Model[gpt-3.5-turbo-0125]:
Collection from the numbutils can be really handy to get the value counts of items in a list in Python.
Model[gpt-3.5-turbo-1106]:
To get the value counts of items in a list in Python, you can use the collection from the `numbutils`.
Model[gpt-3.5-turbo-16k-0613]:
To get the value counts of items in a list in Python, you can use the `collections` module from the `numbutils` library.


I know, it can be a little subjective, but the answer provided by `gpt-3.5-turbo-16k-0613` looks better, or at least, more friendly, but it assumed `numbutils` was a library, and that fact was not mentioned in the sources.

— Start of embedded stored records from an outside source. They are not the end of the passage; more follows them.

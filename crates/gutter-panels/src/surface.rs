//! Drawing abstraction panels paint through.
//!
//! ## Learning: Recording for Testability
//!
//! A [`Surface`] is just "something that accepts rectangles and text".
//! The GUI adapts it onto a real canvas frame; tests use
//! [`DisplayList`], which records every operation as data. Two paints
//! of the same state must record equal lists, which is how the
//! idempotence guarantee is checked without a pixel buffer.

/// An axis-aligned rectangle in panel-local pixels.
#[derive(Debug, Clone, Copy, PartialEq)]
pub struct Rect {
    pub x: f32,
    pub y: f32,
    pub width: f32,
    pub height: f32,
}

impl Rect {
    pub fn new(x: f32, y: f32, width: f32, height: f32) -> Self {
        Self {
            x,
            y,
            width,
            height,
        }
    }

    pub fn right(&self) -> f32 {
        self.x + self.width
    }

    pub fn bottom(&self) -> f32 {
        self.y + self.height
    }
}

/// A straight-alpha color with `f32` channels in `0.0..=1.0`.
#[derive(Debug, Clone, Copy, PartialEq)]
pub struct Rgba {
    pub r: f32,
    pub g: f32,
    pub b: f32,
    pub a: f32,
}

impl Rgba {
    pub const fn rgb(r: f32, g: f32, b: f32) -> Self {
        Self { r, g, b, a: 1.0 }
    }

    pub const fn rgba(r: f32, g: f32, b: f32, a: f32) -> Self {
        Self { r, g, b, a }
    }
}

/// A drawable target for panel painting.
pub trait Surface {
    /// Fills a rectangle with a solid color.
    fn fill_rect(&mut self, rect: Rect, color: Rgba);

    /// Draws a single run of text with its baseline at `(x, y)`.
    fn draw_text(&mut self, x: f32, y: f32, content: &str, size: f32, color: Rgba);
}

/// One recorded drawing operation.
#[derive(Debug, Clone, PartialEq)]
pub enum DrawOp {
    FillRect {
        rect: Rect,
        color: Rgba,
    },
    Text {
        x: f32,
        y: f32,
        content: String,
        size: f32,
        color: Rgba,
    },
}

/// A [`Surface`] that records operations instead of rasterizing them.
#[derive(Debug, Clone, Default, PartialEq)]
pub struct DisplayList {
    ops: Vec<DrawOp>,
}

impl DisplayList {
    pub fn new() -> Self {
        Self::default()
    }

    /// The recorded operations, in paint order.
    pub fn ops(&self) -> &[DrawOp] {
        &self.ops
    }

    /// Forgets everything recorded so far.
    pub fn reset(&mut self) {
        self.ops.clear();
    }
}

impl Surface for DisplayList {
    fn fill_rect(&mut self, rect: Rect, color: Rgba) {
        self.ops.push(DrawOp::FillRect { rect, color });
    }

    fn draw_text(&mut self, x: f32, y: f32, content: &str, size: f32, color: Rgba) {
        self.ops.push(DrawOp::Text {
            x,
            y,
            content: content.to_string(),
            size,
            color,
        });
    }
}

The answer provided by `gpt-3.5-turbo-1106` is friendly and it is not adding information outside of the sources.

`gpt-3.5-turbo-0125` provided the exact text referenced in the sources: *"Collection from the numbutils can be really handy to get the value counts of items in a list in Python"*. It did not alter the word order or attempt to rephrase it to answer the question.
___

## Closing Remarks

- I know, it is not possible to draw conclusions with these simple experiments, however, my recommendation is to keep in mind these differences in the answers and the behaviour of the models when designing your RAG applications.

- To be honest, I was expecting `gpt-3.5-turbo-0125` was going to be able to reply with a follow-up question for the student in the first use case, but in contrast, the 'legacy' model performed better in following the instructions.

- Note: I included the instructions in the first user message because I wanted to reduce the number of tokens used in each turn, this way, I am not sending the Question, Sources and Instructions in each user turn. *I know, it is not the common RAG approach*.